Antarctic “adventure cruise” ship loses propulsion

Written by Nick Blenkey

MV PlanciusHere we go again. Another of those Antarctic “adventure” cruises has gotten a tad more adventurous than passengers may have expected. This time round, the vessel in question is the MV Plancius, operated by Oceanwide Expeditions of The Netherlands.

An “Atlantic Odyssey” that started with embarkation of passengers in Ushuia, Argentina, March 29, has come to an end with the ship sheltered in safe position resting alongside the jetty of King Edward Point Research Station in Grytviken/Cumberland East Bay/South Georgia (54°17’S, 36°30′ W).

Passengers, crew and expedition staff aboard the Plancius are reported  safe.

“There is no threat to life or the environment. The spirit on board is – given the circumstances – good and passengers indulge in local walks and excursion program organized by expedition staff,” says Oceanwide.

The original ship’s voyage was aimed at crossing the Atlantic with disembarkation of passengers planned at Praia/Cape Verdes on May 5. Things apparently started to go wrong on April 9 when the vessek experienced what Oceanwide Expeditions describes as “an incapacitation caused by mechanical dysfunction of the main propulsion system causing a reduced propulsion power.”

As a result of the propulsion failure, says Oceanwide, the ship has only very limited sailing capabilities ( maximum 4-5 knots in calm conditions), which means the vessel will not be able maintain course in rough seas of the open ocean. The weather forecast is unpredictable due to approaching winter period and Oceanwide Expeditions decided to take precautions and cancel the crossing of the Atlantic. It is planned that all 73 passengers, some crew members (from 35 nautical and hotel), six expedition staff and one medical doctor will be repatriated onboard chartered passenger vessel m/v Ushuaia which was to sail to Grytviken, South Geogia from Mar del Plata, Argentina today, arriving in South Georgia on April 18, approx 12.00 hours local time. It is expected that the vessel will depart from South Georgia the same day with all passengers, including expedition and hotel staff. The m/v Ushuaia is scheduled to arrive in Montevideo, Uruguay on April 24 for disembarkation and connecting travel arrangements .

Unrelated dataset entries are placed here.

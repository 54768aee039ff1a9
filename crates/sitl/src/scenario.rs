//! Scenario description for a simulation run.
//!
//! Scenarios are plain JSON documents. Every field has a default, so an
//! empty object `{}` describes the built-in harvester demo.

use serde::{Deserialize, Serialize};

use fieldwork_core::course::{split_course, Course, CourseSplit, VehicleId, Waypoint};
use fieldwork_core::parameters::{FieldworkParams, ParamValue, ParameterStore};
use fieldwork_core::tool::ToolCategory;

use crate::error::SimulatorError;

/// Tool category as written in scenario files.
#[derive(Debug, Clone, Copy, PartialEq, Eq, Default, Serialize, Deserialize)]
#[serde(rename_all = "lowercase")]
pub enum ToolKind {
    #[default]
    Generic,
    Harvester,
    Sprayer,
    Seeder,
}

impl From<ToolKind> for ToolCategory {
    fn from(kind: ToolKind) -> Self {
        match kind {
            ToolKind::Generic => ToolCategory::Generic,
            ToolKind::Harvester => ToolCategory::Harvester,
            ToolKind::Sprayer => ToolCategory::Sprayer,
            ToolKind::Seeder => ToolCategory::Seeder,
        }
    }
}

/// Configuration of one simulated tool.
#[derive(Debug, Clone, PartialEq, Serialize, Deserialize)]
#[serde(default)]
pub struct ToolConfig {
    /// Display name.
    pub name: String,
    /// Tool category.
    pub kind: ToolKind,
    /// Seconds from lower request until the tool is down.
    pub lower_time_s: f32,
    /// Seconds from raise request until the tool is up.
    pub raise_time_s: f32,
    /// Whether the tool has to be turned on to work.
    pub requires_turn_on: bool,
    /// Fill unit capacity. None = tool has no fill unit.
    pub capacity: Option<f32>,
    /// Initial fill level.
    pub initial_level: f32,
    /// Fill level change per meter worked.
    pub rate_per_m: f32,
}

impl Default for ToolConfig {
    fn default() -> Self {
        Self {
            name: "Implement".to_string(),
            kind: ToolKind::Generic,
            lower_time_s: 1.0,
            raise_time_s: 1.0,
            requires_turn_on: false,
            capacity: None,
            initial_level: 0.0,
            rate_per_m: 0.0,
        }
    }
}

/// Scenario for a single simulated vehicle.
#[derive(Debug, Clone, PartialEq, Serialize, Deserialize)]
#[serde(default)]
pub struct Scenario {
    /// Scenario name for reporting.
    pub name: String,
    /// Waypoints as `[x, z, wait]` triples in meters.
    pub course: Vec<(f32, f32, bool)>,
    /// Main course index to start at.
    pub start_index: usize,
    /// Vehicle start position. None = on the start waypoint.
    pub start_position: Option<(f32, f32)>,
    /// Minimum distance to the start waypoint that needs an alignment course.
    pub alignment_distance_m: f32,
    /// Attached tools. None = vehicle has no tool set.
    pub tools: Option<Vec<ToolConfig>>,
    /// Field speed in km/h (`FW_SPEED`).
    pub field_speed: f32,
    /// Road speed in km/h (`FW_ROAD_SPEED`).
    pub road_speed: f32,
    /// Stop when fill levels run out without an unload course (`FW_STOP_FILL`).
    pub stop_on_fill_level: bool,
    /// Externally reported speed limit in km/h.
    pub speed_limit: Option<f32>,
    /// Acceleration of the simulated vehicle in m/s².
    pub acceleration: f32,
    /// Service the tools and return to fieldwork at the end of the unload course.
    pub resume_after_unload: bool,
    /// Relative random variation of tool lower/raise times (0.0 = exact).
    pub motion_jitter: f32,
    /// RNG seed for deterministic mode. None = random.
    pub seed: Option<u64>,
    /// Simulation step size in seconds.
    pub step_s: f32,
    /// Step limit before the run is aborted.
    pub max_steps: u64,
}

impl Default for Scenario {
    fn default() -> Self {
        Self {
            name: "harvester-demo".to_string(),
            course: demo_course(),
            start_index: 0,
            start_position: None,
            alignment_distance_m: 5.0,
            tools: Some(vec![ToolConfig {
                name: "Harvester".to_string(),
                kind: ToolKind::Harvester,
                lower_time_s: 2.0,
                raise_time_s: 2.0,
                requires_turn_on: true,
                capacity: Some(100.0),
                initial_level: 0.0,
                rate_per_m: 0.6,
            }]),
            field_speed: 10.0,
            road_speed: 20.0,
            stop_on_fill_level: true,
            speed_limit: None,
            acceleration: 1.5,
            resume_after_unload: false,
            motion_jitter: 0.0,
            seed: Some(1),
            step_s: 0.1,
            max_steps: 100_000,
        }
    }
}

/// Two 100 m rows joined by a headland, then a short road leg to the unload
/// point. The second wait point splits the road leg off as secondary course.
fn demo_course() -> Vec<(f32, f32, bool)> {
    vec![
        (0.0, 0.0, true),
        (0.0, 50.0, false),
        (0.0, 100.0, false),
        (6.0, 100.0, false),
        (6.0, 50.0, false),
        (6.0, 0.0, true),
        (20.0, -10.0, false),
        (40.0, -10.0, false),
    ]
}

impl Scenario {
    /// Parse a scenario from JSON.
    pub fn from_json(json: &str) -> Result<Self, SimulatorError> {
        let scenario: Scenario = serde_json::from_str(json)?;
        scenario.validate()?;
        Ok(scenario)
    }

    /// Load a scenario from a JSON file.
    pub fn load(path: &std::path::Path) -> Result<Self, SimulatorError> {
        let json = std::fs::read_to_string(path)?;
        Self::from_json(&json)
    }

    /// Check values the simulation cannot run with.
    pub fn validate(&self) -> Result<(), SimulatorError> {
        if !(self.step_s > 0.0) {
            return Err(SimulatorError::InvalidScenario(format!(
                "step_s must be positive, got {}",
                self.step_s
            )));
        }
        if !(self.acceleration > 0.0) {
            return Err(SimulatorError::InvalidScenario(format!(
                "acceleration must be positive, got {}",
                self.acceleration
            )));
        }
        if !(0.0..1.0).contains(&self.motion_jitter) {
            return Err(SimulatorError::InvalidScenario(format!(
                "motion_jitter must be in [0, 1), got {}",
                self.motion_jitter
            )));
        }
        if let Some(tools) = &self.tools {
            for tool in tools {
                if tool.capacity.is_some_and(|c| c <= 0.0) {
                    return Err(SimulatorError::InvalidScenario(format!(
                        "tool '{}' has non-positive capacity",
                        tool.name
                    )));
                }
            }
        }
        Ok(())
    }

    /// Build the fieldwork course and split it.
    pub fn courses(&self) -> Result<CourseSplit, SimulatorError> {
        let waypoints: Vec<Waypoint> = self
            .course
            .iter()
            .map(|&(x, z, wait)| {
                if wait {
                    Waypoint::wait_point(x, z)
                } else {
                    Waypoint::new(x, z)
                }
            })
            .collect();
        let course = Course::new(VehicleId(1), &waypoints)?;
        Ok(split_course(&course))
    }

    /// Fieldwork parameters, passed through the parameter store so the
    /// same clamping applies as on the vehicle.
    pub fn params(&self) -> Result<FieldworkParams, SimulatorError> {
        let mut store = ParameterStore::new();
        FieldworkParams::register_defaults(&mut store)?;
        store.set("FW_SPEED", ParamValue::Float(self.field_speed))?;
        store.set("FW_ROAD_SPEED", ParamValue::Float(self.road_speed))?;
        store.set("FW_STOP_FILL", ParamValue::Bool(self.stop_on_fill_level))?;

        let params = FieldworkParams::from_store(&store);
        if !params.is_valid() {
            return Err(SimulatorError::InvalidScenario(format!(
                "speeds out of range: field {}, road {}",
                self.field_speed, self.road_speed
            )));
        }
        Ok(params)
    }
}
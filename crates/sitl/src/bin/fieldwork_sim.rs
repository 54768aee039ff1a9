//! Fieldwork simulation runner.
//!
//! Runs one vehicle through a scenario (fieldwork, unload/refill, stop) and
//! prints the event timeline and a summary.
//!
//! Usage:
//!   cargo run -p fieldwork_sitl --bin fieldwork_sim -- [OPTIONS]
//!
//! Options:
//!   -s, --scenario <PATH>   Scenario JSON file (default: built-in demo)
//!   --dt <SECONDS>          Step size (default: from scenario)
//!   --max-steps <N>         Step limit (default: from scenario)
//!   --seed <N>              RNG seed for tool motion jitter
//!   --resume                Return to fieldwork after unload/refill
//!   -v, --verbose           Log state machine details to stderr

use std::env;
use std::path::PathBuf;
use std::process;

use fieldwork_sitl::{Scenario, Simulation, SimulatorError};
use log::{LevelFilter, Log, Metadata, Record};

struct Args {
    scenario: Option<PathBuf>,
    dt: Option<f32>,
    max_steps: Option<u64>,
    seed: Option<u64>,
    resume: bool,
    verbose: bool,
}

fn parse_args() -> Args {
    let mut args = Args {
        scenario: None,
        dt: None,
        max_steps: None,
        seed: None,
        resume: false,
        verbose: false,
    };

    let raw: Vec<String> = env::args().collect();
    let mut i = 1;
    while i < raw.len() {
        match raw[i].as_str() {
            "-s" | "--scenario" => {
                i += 1;
                args.scenario = Some(PathBuf::from(arg_value(&raw, i, "scenario")));
            }
            "--dt" => {
                i += 1;
                args.dt = Some(parse_arg(&raw, i, "dt"));
            }
            "--max-steps" => {
                i += 1;
                args.max_steps = Some(parse_arg(&raw, i, "max-steps"));
            }
            "--seed" => {
                i += 1;
                args.seed = Some(parse_arg(&raw, i, "seed"));
            }
            "--resume" => args.resume = true,
            "-v" | "--verbose" => args.verbose = true,
            "-h" | "--help" => {
                print_usage();
                process::exit(0);
            }
            other => {
                eprintln!("Unknown option: {other}");
                print_usage();
                process::exit(1);
            }
        }
        i += 1;
    }

    args
}

fn arg_value<'a>(raw: &'a [String], i: usize, name: &str) -> &'a str {
    raw.get(i).map(String::as_str).unwrap_or_else(|| {
        eprintln!("Error: --{name} requires a value");
        process::exit(1);
    })
}

fn parse_arg<T: std::str::FromStr>(raw: &[String], i: usize, name: &str) -> T {
    arg_value(raw, i, name).parse().unwrap_or_else(|_| {
        eprintln!("Error: invalid value for --{name}");
        process::exit(1);
    })
}

fn print_usage() {
    eprintln!(
        "Usage: fieldwork_sim [OPTIONS]\n\
         \n\
         Options:\n\
         \x20 -s, --scenario <PATH>   Scenario JSON file (default: built-in demo)\n\
         \x20 --dt <SECONDS>          Step size (default: from scenario)\n\
         \x20 --max-steps <N>         Step limit (default: from scenario)\n\
         \x20 --seed <N>              RNG seed for tool motion jitter\n\
         \x20 --resume                Return to fieldwork after unload/refill\n\
         \x20 -v, --verbose           Log state machine details to stderr\n\
         \x20 -h, --help              Show this help"
    );
}

/// Logger printing records to stderr.
struct StderrLogger;

impl Log for StderrLogger {
    fn enabled(&self, metadata: &Metadata) -> bool {
        metadata.level() <= log::max_level()
    }

    fn log(&self, record: &Record) {
        if self.enabled(record.metadata()) {
            eprintln!("[{:5}] {}: {}", record.level(), record.target(), record.args());
        }
    }

    fn flush(&self) {}
}

static LOGGER: StderrLogger = StderrLogger;

fn load_scenario(args: &Args) -> Result<Scenario, SimulatorError> {
    let mut scenario = match &args.scenario {
        Some(path) => Scenario::load(path)?,
        None => Scenario::default(),
    };
    if let Some(dt) = args.dt {
        scenario.step_s = dt;
    }
    if let Some(max_steps) = args.max_steps {
        scenario.max_steps = max_steps;
    }
    if args.seed.is_some() {
        scenario.seed = args.seed;
    }
    scenario.resume_after_unload |= args.resume;
    scenario.validate()?;
    Ok(scenario)
}

fn run(args: &Args) -> Result<(), SimulatorError> {
    let scenario = load_scenario(args)?;

    println!("=== Fieldwork Simulation: {} ===", scenario.name);
    println!(
        "Waypoints: {}, field speed: {} km/h, road speed: {} km/h, step: {}s",
        scenario.course.len(),
        scenario.field_speed,
        scenario.road_speed,
        scenario.step_s
    );
    println!();

    let mut sim = Simulation::new(&scenario)?;
    let report = sim.run()?;

    for entry in &report.events {
        println!("[{:8.1}s] {:?}", entry.time_s, entry.event);
    }

    println!();
    println!("Steps: {}, time: {:.1}s", report.steps, report.time_s);
    println!("Distance: {:.1} m", report.distance_m);
    println!("Unload/refill trips: {}", report.unload_trips);
    println!(
        "Implement requests: {} lower, {} raise",
        report.lower_requests, report.raise_requests
    );
    match report.stop_reason {
        Some(reason) => println!("Stopped: {reason}"),
        None => println!("Stopped: unknown"),
    }
    Ok(())
}

fn main() {
    let args = parse_args();

    if log::set_logger(&LOGGER).is_ok() {
        log::set_max_level(if args.verbose {
            LevelFilter::Debug
        } else {
            LevelFilter::Warn
        });
    }

    if let Err(e) = run(&args) {
        eprintln!("Error: {e}");
        process::exit(1);
    }
}
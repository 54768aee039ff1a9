pub mod error;
pub mod follower;
pub mod scenario;
pub mod simulation;
pub mod vehicle;

pub use error::SimulatorError;
pub use follower::{DirectAlignment, SimPathFollower};
pub use scenario::{Scenario, ToolConfig, ToolKind};
pub use simulation::{SimDriver, Simulation, SimulationReport, TimedEvent};
pub use vehicle::{SimTool, SimVehicle};
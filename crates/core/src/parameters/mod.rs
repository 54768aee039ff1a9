//! Runtime configuration
//!
//! A bounded name/value parameter store plus the fieldwork parameter block
//! read from it. Loading parameters from a file or a ground station is the
//! host's business; this module only holds and validates values.

pub mod error;
pub mod fieldwork;
pub mod storage;

pub use error::ParameterError;
pub use fieldwork::FieldworkParams;
pub use storage::{ParamFlags, ParamValue, ParameterStore, MAX_PARAMS, PARAM_NAME_LEN};
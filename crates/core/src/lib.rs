//! fieldwork_core - Pure no_std decision logic for autonomous fieldwork
//!
//! This crate contains the platform-agnostic state machine that drives a
//! field vehicle along its work course, together with the course and
//! implement queries it depends on. Everything is testable on host.
//!
//! # Design Principles
//!
//! - **Pure no_std**: No std library dependencies
//! - **Trait abstractions**: Vehicle, path follower and alignment generator
//!   injected via traits
//! - **Fixed capacity**: Courses, events and parameters use `heapless`
//!
//! # Modules
//!
//! - [`course`]: Waypoints, courses and the main/secondary course split
//! - [`tool`]: Work tool abstraction, readiness and fill-level queries
//! - [`parameters`]: Parameter store and fieldwork parameter block
//! - [`fieldwork`]: Fieldwork driver state machine

#![no_std]

pub mod course;
pub mod fieldwork;
pub mod parameters;
pub mod tool;
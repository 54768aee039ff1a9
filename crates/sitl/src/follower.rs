//! Straight-line path follower and alignment course generator.
//!
//! The follower moves the vehicle point-wise from waypoint to waypoint.
//! Speeds handed in by the driver are km/h; positions are meters.

use fieldwork_core::course::{Course, Position, Waypoint};
use fieldwork_core::fieldwork::{AlignmentCourseGenerator, PathEvent, PathFollower, StopReason};

const KMH_TO_MS: f32 = 1.0 / 3.6;

/// Distance between two positions in meters.
pub fn distance(a: Position, b: Position) -> f32 {
    let dx = b.x - a.x;
    let dz = b.z - a.z;
    (dx * dx + dz * dz).sqrt()
}

/// Straight-line path follower with an acceleration limit.
#[derive(Debug, Clone)]
pub struct SimPathFollower {
    waypoints: Vec<Waypoint>,
    target_ix: usize,
    position: Position,
    /// Current speed in m/s.
    speed_ms: f32,
    acceleration: f32,
    /// Distance covered by the last `drive` call.
    last_distance_m: f32,
    odometer_m: f32,
    finished: bool,
    stop_reason: Option<StopReason>,
}

impl SimPathFollower {
    /// Create a follower standing at `position`.
    pub fn new(position: Position, acceleration: f32) -> Self {
        Self {
            waypoints: Vec::new(),
            target_ix: 0,
            position,
            speed_ms: 0.0,
            acceleration,
            last_distance_m: 0.0,
            odometer_m: 0.0,
            finished: false,
            stop_reason: None,
        }
    }

    /// Current vehicle position.
    pub fn position(&self) -> Position {
        self.position
    }

    /// Current speed in km/h.
    pub fn speed_kmh(&self) -> f32 {
        self.speed_ms / KMH_TO_MS
    }

    /// Distance covered by the last tick in meters.
    pub fn last_distance(&self) -> f32 {
        self.last_distance_m
    }

    /// Total distance covered in meters.
    pub fn odometer(&self) -> f32 {
        self.odometer_m
    }

    /// Reason passed to the last `stop`, if any.
    pub fn stop_reason(&self) -> Option<StopReason> {
        self.stop_reason
    }

    fn approach_speed(&mut self, dt: f32, max_speed_ms: f32) {
        let step = self.acceleration * dt;
        self.speed_ms = if self.speed_ms < max_speed_ms {
            (self.speed_ms + step).min(max_speed_ms)
        } else {
            (self.speed_ms - step).max(max_speed_ms)
        };
    }
}

impl PathFollower for SimPathFollower {
    fn set_course(&mut self, course: &Course) {
        self.waypoints = course.waypoints().to_vec();
        self.target_ix = 0;
        self.finished = false;
    }

    fn initialize(&mut self, start_ix: usize) {
        self.target_ix = start_ix.min(self.waypoints.len().saturating_sub(1));
        self.finished = false;
        self.stop_reason = None;
    }

    fn drive(&mut self, dt: f32, max_speed: f32) -> Option<PathEvent> {
        self.last_distance_m = 0.0;
        if self.finished || self.waypoints.is_empty() {
            return None;
        }

        self.approach_speed(dt, max_speed.max(0.0) * KMH_TO_MS);
        let mut remaining = self.speed_ms * dt;

        while remaining > 0.0 {
            let target = self.waypoints[self.target_ix].position;
            let to_target = distance(self.position, target);

            if to_target <= remaining {
                self.position = target;
                remaining -= to_target;
                self.last_distance_m += to_target;

                if self.target_ix + 1 >= self.waypoints.len() {
                    self.finished = true;
                    self.odometer_m += self.last_distance_m;
                    return Some(PathEvent::EndOfCourse);
                }
                self.target_ix += 1;
            } else {
                let ratio = remaining / to_target;
                self.position = Position::new(
                    self.position.x + (target.x - self.position.x) * ratio,
                    self.position.z + (target.z - self.position.z) * ratio,
                );
                self.last_distance_m += remaining;
                remaining = 0.0;
            }
        }

        self.odometer_m += self.last_distance_m;
        None
    }

    fn stop(&mut self, reason: StopReason) {
        self.speed_ms = 0.0;
        self.finished = true;
        self.stop_reason = Some(reason);
    }

    fn current_waypoint_index(&self) -> usize {
        self.target_ix
    }
}

/// Alignment generator driving straight from the vehicle's position to the
/// start waypoint when it is too far away.
#[derive(Debug, Clone, Copy)]
pub struct DirectAlignment {
    from: Position,
    min_distance_m: f32,
}

impl DirectAlignment {
    /// Create a generator for a vehicle standing at `from`.
    pub fn new(from: Position, min_distance_m: f32) -> Self {
        Self {
            from,
            min_distance_m,
        }
    }
}

impl AlignmentCourseGenerator for DirectAlignment {
    fn alignment_course(&mut self, course: &Course, start_ix: usize) -> Option<Course> {
        let target = course.waypoint(start_ix)?.position;
        if distance(self.from, target) < self.min_distance_m {
            return None;
        }
        let waypoints = [
            Waypoint::new(self.from.x, self.from.z),
            Waypoint::new(target.x, target.z),
        ];
        match Course::new(course.vehicle(), &waypoints) {
            Ok(alignment) => Some(alignment),
            Err(e) => {
                log::warn!("Alignment course rejected: {}", e);
                None
            }
        }
    }
}
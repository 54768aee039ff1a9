//! Work Tool Abstraction
//!
//! Capability-tagged interface to the implements attached to a vehicle.
//!
//! # Capabilities
//!
//! Each tool reports a [`ToolCapabilities`] set. Capability-specific queries
//! (fill units, turn-on state, fold state) are only meaningful when the
//! matching capability is present; the checkers in [`readiness`] and
//! [`fill_level`] test the capability before calling them.
//!
//! # Ownership
//!
//! Tools are owned by the vehicle. The fieldwork driver only borrows them
//! for the duration of a single query.

pub mod fill_level;
pub mod readiness;

use bitflags::bitflags;

pub use fill_level::{all_fill_levels_ok, fill_level_warning, fill_levels_ok};
pub use readiness::{
    are_all_work_tools_raised, are_all_work_tools_ready, is_work_tool_raised, is_work_tool_ready,
};

bitflags! {
    /// Optional tool capabilities
    #[derive(Debug, Clone, Copy, PartialEq, Eq)]
    pub struct ToolCapabilities: u8 {
        /// Tool carries fill units (tanks, hoppers)
        const FILL_UNITS = 0b0000_0001;
        /// Tool has to be turned on to work
        const TURN_ON = 0b0000_0010;
        /// Tool can fold for transport
        const FOLDABLE = 0b0000_0100;
    }
}

/// Capacity-bearing compartment of a work tool
#[derive(Debug, Clone, Copy, PartialEq, Default)]
pub struct FillUnit {
    /// Current fill level (liters)
    pub level: f32,
    /// Capacity (liters)
    pub capacity: f32,
}

impl FillUnit {
    /// Create a new fill unit
    pub const fn new(level: f32, capacity: f32) -> Self {
        Self { level, capacity }
    }

    /// Unit cannot take more material
    pub fn is_full(&self) -> bool {
        self.level >= self.capacity
    }

    /// Unit has nothing left to distribute
    pub fn is_empty(&self) -> bool {
        self.level <= 0.0
    }
}

/// Tool category
///
/// Decides what an acceptable fill level is. Harvesters collect material
/// and must stop when full; sprayers and seeders distribute material and
/// must stop when empty.
#[derive(Debug, Clone, Copy, PartialEq, Eq, Default)]
pub enum ToolCategory {
    /// Any fill level is acceptable
    #[default]
    Generic,
    /// Collects material into its fill units
    Harvester,
    /// Distributes liquid from its fill units
    Sprayer,
    /// Distributes seed or fertilizer from its fill units
    Seeder,
}

impl ToolCategory {
    /// Check a fill unit against this category's acceptability rule
    pub fn accepts(self, unit: &FillUnit) -> bool {
        match self {
            ToolCategory::Generic => true,
            ToolCategory::Harvester => !unit.is_full(),
            ToolCategory::Sprayer | ToolCategory::Seeder => !unit.is_empty(),
        }
    }

    /// Category name for logging
    pub fn as_str(self) -> &'static str {
        match self {
            ToolCategory::Generic => "generic",
            ToolCategory::Harvester => "harvester",
            ToolCategory::Sprayer => "sprayer",
            ToolCategory::Seeder => "seeder",
        }
    }
}

/// Attached implement
///
/// Only [`capabilities`](WorkTool::capabilities) and
/// [`is_lowered`](WorkTool::is_lowered) are mandatory. Every other query
/// has a default matching a tool without the corresponding capability.
pub trait WorkTool {
    /// Tool name for logging
    fn name(&self) -> &str;

    /// Capability set of this tool
    fn capabilities(&self) -> ToolCapabilities;

    /// Tool category (defines fill-level acceptability)
    fn category(&self) -> ToolCategory {
        ToolCategory::Generic
    }

    /// Fill units in order (requires [`ToolCapabilities::FILL_UNITS`])
    fn fill_units(&self) -> &[FillUnit] {
        &[]
    }

    /// Acceptability of a single fill unit
    ///
    /// Defaults to the category rule. Tools with special needs override it.
    fn is_fill_unit_ok(&self, unit: &FillUnit) -> bool {
        self.category().accepts(unit)
    }

    /// Human-readable warning shown when the fill level stops the vehicle
    fn fill_level_warning(&self) -> Option<&'static str> {
        None
    }

    /// Whether the driver must see the tool turned on before working
    ///
    /// Defaults to the presence of [`ToolCapabilities::TURN_ON`].
    fn requires_turn_on(&self) -> bool {
        self.capabilities().contains(ToolCapabilities::TURN_ON)
    }

    /// Turn-on state (requires [`ToolCapabilities::TURN_ON`])
    fn is_turned_on(&self) -> bool {
        false
    }

    /// Fold state (requires [`ToolCapabilities::FOLDABLE`])
    fn is_folded(&self) -> bool {
        false
    }

    /// Lowered into working position
    fn is_lowered(&self) -> bool;
}

/// Plain tool with public state, used by tests across the crate
#[cfg(test)]
pub(crate) mod mock {
    use super::*;

    #[derive(Debug, Clone, Copy)]
    pub struct MockTool {
        pub capabilities: ToolCapabilities,
        pub category: ToolCategory,
        pub fill_units: [FillUnit; 2],
        pub fill_unit_count: usize,
        pub turned_on: bool,
        pub folded: bool,
        pub lowered: bool,
        pub warning: Option<&'static str>,
    }

    impl MockTool {
        /// Plain implement: no capabilities, lowered
        pub fn lowered() -> Self {
            Self {
                capabilities: ToolCapabilities::empty(),
                category: ToolCategory::Generic,
                fill_units: [FillUnit::default(); 2],
                fill_unit_count: 0,
                turned_on: false,
                folded: false,
                lowered: true,
                warning: None,
            }
        }

        /// Plain implement: no capabilities, raised
        pub fn raised() -> Self {
            Self {
                lowered: false,
                ..Self::lowered()
            }
        }

        pub fn with_fill_unit(mut self, category: ToolCategory, unit: FillUnit) -> Self {
            self.capabilities |= ToolCapabilities::FILL_UNITS;
            self.category = category;
            self.fill_units[self.fill_unit_count] = unit;
            self.fill_unit_count += 1;
            self
        }
    }

    impl WorkTool for MockTool {
        fn name(&self) -> &str {
            "mock"
        }

        fn capabilities(&self) -> ToolCapabilities {
            self.capabilities
        }

        fn category(&self) -> ToolCategory {
            self.category
        }

        fn fill_units(&self) -> &[FillUnit] {
            &self.fill_units[..self.fill_unit_count]
        }

        fn fill_level_warning(&self) -> Option<&'static str> {
            self.warning
        }

        fn is_turned_on(&self) -> bool {
            self.turned_on
        }

        fn is_folded(&self) -> bool {
            self.folded
        }

        fn is_lowered(&self) -> bool {
            self.lowered
        }
    }
}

While the MV Plancius looks from the Equasis data base to be a perfectly acceptable vessel in which to go adventuring in the Antarctic, cautious souls might have some concerns about the rescue ship. According to Equasis, the Ushuaia flies the flag of the Comoros (which is on the Paris MOU black list), is classed with a non-IACS classification society, and 14.92 percent of its inspections in the last 36 months have led to detentions.

A  tug boat for Plancius will arrive in South Georgia in the afternoon of April 17 and it is set to depart from South Georgia the next day after all passengers have been transferred to m/v Ushuaia.